• WORK REQUEST:
Once you know how many lines below hold "bool", reply with that number and add nothing.

• TASK INPUTS:
______________________________

//! Analytic (window) functions
//!
//! 파티션은 키가 처음 나타난 순서를 따르고, 파티션 내부는 ORDER BY 로 안정 정렬됩니다.
//! 결과는 원래 레코드 순서대로 파생 컬럼에 추가되고 호출식으로 구체화되어
//! 이후 select/order by 단계가 다시 읽습니다.

use super::{compare_sort_keys, map_records};
use crate::error::{QueryError, QueryResult};
use crate::sql::ast::{AnalyticCall, Expr};
use crate::sql::eval::evaluate;
use crate::sql::filter::Filter;
use crate::sql::functions::Binding;
use crate::value::Value;
use crate::view::{Cell, GroupKey, HeaderField, View};
use ahash::{AHashMap, AHashSet};

/// Per-record inputs of one analytic call.
struct WindowRow {
    partition: Vec<Value>,
    order: Vec<Value>,
    args: Vec<Value>,
}

impl View {
    /// Compute `calls` and append one column per call not yet materialized.
    pub fn analyze(&self, calls: &[&AnalyticCall], filter: &Filter<'_>) -> QueryResult<View> {
        let mut view = self.clone();
        for call in calls {
            let expr = Expr::Analytic((*call).clone());
            if view.materialized_index(&expr).is_some() {
                continue;
            }
            let values = view.window(call, &expr, filter)?;
            let index = view.header.push_field(HeaderField::derived(expr.to_string()));
            for (record, value) in view.records.iter_mut().zip(values) {
                record.push(Cell::Value(value));
            }
            view.push_materialized(expr, index);
        }
        Ok(view)
    }

    fn window(&self, call: &AnalyticCall, expr: &Expr, filter: &Filter<'_>) -> QueryResult<Vec<Value>> {
        let ctx = filter.context();
        let binding = call.function.bind(&ctx.functions, true)?;
        let count_all = call.function.is_count_all();

        let rows = map_records(self, filter, |scope, _| {
            let partition = call
                .partition_by
                .iter()
                .map(|e| evaluate(e, scope))
                .collect::<QueryResult<Vec<_>>>()?;
            let order = call
                .order_by
                .iter()
                .map(|item| evaluate(&item.expr, scope))
                .collect::<QueryResult<Vec<_>>>()?;
            let args = if count_all {
                vec![Value::Integer(1)]
            } else {
                call.function
                    .args
                    .iter()
                    .map(|e| evaluate(e, scope))
                    .collect::<QueryResult<Vec<_>>>()?
            };
            Ok(WindowRow { partition, order, args })
        })?;

        let mut positions: AHashMap<GroupKey, usize> = AHashMap::new();
        let mut partitions: Vec<Vec<usize>> = Vec::new();
        for (i, row) in rows.iter().enumerate() {
            let next = partitions.len();
            let p = *positions.entry(GroupKey::from_values(&row.partition)).or_insert(next);
            if p == next {
                partitions.push(Vec::new());
            }
            partitions[p].push(i);
        }

        let tz = ctx.timezone();
        let mut output = vec![Value::Null; rows.len()];
        for mut members in partitions {
            members.sort_by(|&a, &b| compare_sort_keys(&rows[a].order, &rows[b].order, &call.order_by, tz));

            let mut peers = Vec::with_capacity(members.len());
            for (pos, &m) in members.iter().enumerate() {
                let group = match pos {
                    0 => 0,
                    _ if call.order_by.is_empty() => 0,
                    _ => {
                        let prev = members[pos - 1];
                        let last: usize = peers[pos - 1];
                        if compare_sort_keys(&rows[prev].order, &rows[m].order, &call.order_by, tz).is_eq() {
                            last
                        } else {
                            last + 1
                        }
                    }
                };
                peers.push(group);
            }

            let args: Vec<Vec<Value>> = members.iter().map(|&m| rows[m].args.clone()).collect();
            let values = match &binding {
                Binding::Analytic(function) => function.compute(&args, &peers),
                Binding::Aggregate(function) => window_aggregate(call, &args, &peers, |values, extra| {
                    function.apply(values, extra, tz)
                }),
                Binding::UserAggregate(udf) => {
                    window_aggregate(call, &args, &peers, |values, _| udf.aggregate(values))
                }
                Binding::Scalar(_) | Binding::UserScalar(_) => Err(QueryError::InvalidArguments(format!(
                    "function {} cannot be used as an analytic function",
                    call.function.name.to_uppercase()
                ))),
            }
            .map_err(|e| e.in_expression(expr))?;

            for (&m, value) in members.iter().zip(values) {
                output[m] = value;
            }
        }

        tracing::debug!(target: "tabq::select", call = %expr, records = rows.len(), "analytic function");
        Ok(output)
    }
}

/// Aggregate used as a window function.
///
/// Without ORDER BY every row sees the whole partition. With ORDER BY the
/// frame runs from the first row through the last peer of the current row.
fn window_aggregate(
    call: &AnalyticCall,
    args: &[Vec<Value>],
    peers: &[usize],
    apply: impl Fn(&[Value], &[Value]) -> QueryResult<Value>,
) -> QueryResult<Vec<Value>> {
    let first_arg = |row: &Vec<Value>| row.first().cloned().unwrap_or_default();
    let extra: Vec<Value> = args.first().map(|a| a.iter().skip(1).cloned().collect()).unwrap_or_default();

    let frame = |end: usize| -> Vec<Value> {
        let mut values: Vec<Value> = args[..end].iter().map(first_arg).collect();
        if call.function.distinct {
            let mut seen = AHashSet::with_capacity(values.len());
            values.retain(|v| seen.insert(GroupKey::from_values([v])));
        }
        values
    };

    if call.order_by.is_empty() {
        let value = apply(&frame(args.len()), &extra)?;
        return Ok(vec![value; args.len()]);
    }

    let mut out = Vec::with_capacity(args.len());
    let mut row = 0;
    while row < peers.len() {
        let mut end = row;
        while end < peers.len() && peers[end] == peers[row] {
            end += 1;
        }
        let value = apply(&frame(end), &extra)?;
        out.extend(std::iter::repeat_n(value, end - row));
        row = end;
    }
    Ok(out)
}

#[cfg(test)]
mod tests {
    use super::super::testing::{context, table};
    use crate::sql::ast::{AnalyticCall, Expr, OrderItem, analytic, col, wildcard};
    use crate::sql::filter::{Filter, Variables};
    use crate::value::Value;

    fn call(expr: &Expr) -> &AnalyticCall {
        match expr {
            Expr::Analytic(call) => call,
            _ => unreachable!(),
        }
    }

    fn sales() -> crate::view::View {
        table(
            "t",
            &["dept", "amount"],
            vec![
                vec![Value::from("a"), Value::from(30)],
                vec![Value::from("b"), Value::from(10)],
                vec![Value::from("a"), Value::from(10)],
                vec![Value::from("a"), Value::from(20)],
                vec![Value::from("a"), Value::from(20)],
            ],
        )
    }

    #[test]
    fn rank_within_partitions_keeps_record_order() {
        let ctx = context();
        let vars = Variables::new();
        let filter = Filter::new(&ctx, &vars);
        let rank = analytic("rank", vec![], vec![col("dept")], vec![OrderItem::asc(col("amount"))]);
        let view = sales().analyze(&[call(&rank)], &filter).unwrap();

        assert_eq!(view.materialized_index(&rank), Some(2));
        let ranks: Vec<Value> = view.records().iter().map(|r| r.value(2).unwrap().clone()).collect();
        assert_eq!(
            ranks,
            vec![Value::from(4), Value::from(1), Value::from(1), Value::from(2), Value::from(2)]
        );
    }

    #[test]
    fn running_sum_includes_peers() {
        let ctx = context();
        let vars = Variables::new();
        let filter = Filter::new(&ctx, &vars);
        let sum = analytic("sum", vec![col("amount")], vec![col("dept")], vec![OrderItem::asc(col("amount"))]);
        let view = sales().analyze(&[call(&sum)], &filter).unwrap();
        let sums: Vec<Value> = view.records().iter().map(|r| r.value(2).unwrap().clone()).collect();
        assert_eq!(
            sums,
            vec![Value::from(80), Value::from(10), Value::from(10), Value::from(50), Value::from(50)]
        );
    }

    #[test]
    fn count_all_over_whole_partition() {
        let ctx = context();
        let vars = Variables::new();
        let filter = Filter::new(&ctx, &vars);
        let count = analytic("count", vec![wildcard()], vec![col("dept")], vec![]);
        let view = sales().analyze(&[call(&count)], &filter).unwrap();
        assert_eq!(view.records()[1].value(2).unwrap(), &Value::from(1));
        assert_eq!(view.records()[4].value(2).unwrap(), &Value::from(4));

        // analyzing again reuses the materialized column
        let again = view.analyze(&[call(&count)], &filter).unwrap();
        assert_eq!(again.field_count(), 3);
    }
}
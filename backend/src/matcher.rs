//! Command-line matching and port argument parsing.

/// Command-line fragments that identify test runners and e2e servers.
pub const DEFAULT_MARKERS: [&str; 4] = ["jest", "entities.e2e.test", "tests/e2e", "--runTestsByPath"];

/// Test server and app server ports.
pub const DEFAULT_PORTS: [u16; 2] = [8082, 8081];

/// Case-insensitive substring test against any marker.
pub fn matches_marker<S: AsRef<str>>(cmd: &str, markers: &[S]) -> bool {
    let lower = cmd.to_lowercase();
    markers
        .iter()
        .any(|m| lower.contains(&m.as_ref().to_lowercase()))
}

/// Ports parsed from command-line arguments.
#[derive(Debug, Default, Clone, PartialEq, Eq)]
pub struct PortList {
    pub ports: Vec<u16>,
    /// Tokens that were not a valid port number, in input order.
    pub rejected: Vec<String>,
}

/// Parse repeated and/or comma-separated port arguments, e.g.
/// `["8081", "8082, 8083"]`. Empty tokens are skipped.
pub fn parse_ports<S: AsRef<str>>(items: &[S]) -> PortList {
    let mut list = PortList::default();
    for token in items.iter().flat_map(|item| item.as_ref().split(',')) {
        let token = token.trim();
        if token.is_empty() {
            continue;
        }
        match token.parse::<u16>() {
            Ok(port) => list.ports.push(port),
            Err(_) => list.rejected.push(token.to_string()),
        }
    }
    list
}

/// Selects Android emulator processes by command-line substring.
#[derive(Debug, Clone, PartialEq, Eq)]
pub struct EmulatorFilter {
    pub pattern: String,
    pub exclude: Vec<String>,
}

impl Default for EmulatorFilter {
    fn default() -> Self {
        Self {
            pattern: "emulator".to_string(),
            exclude: vec!["grep".to_string()],
        }
    }
}

impl EmulatorFilter {
    pub fn matches(&self, cmd: &str) -> bool {
        cmd.contains(&self.pattern) && !self.exclude.iter().any(|x| cmd.contains(x.as_str()))
    }
}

______________________________

• RESPONSE TO THIS TASK:
2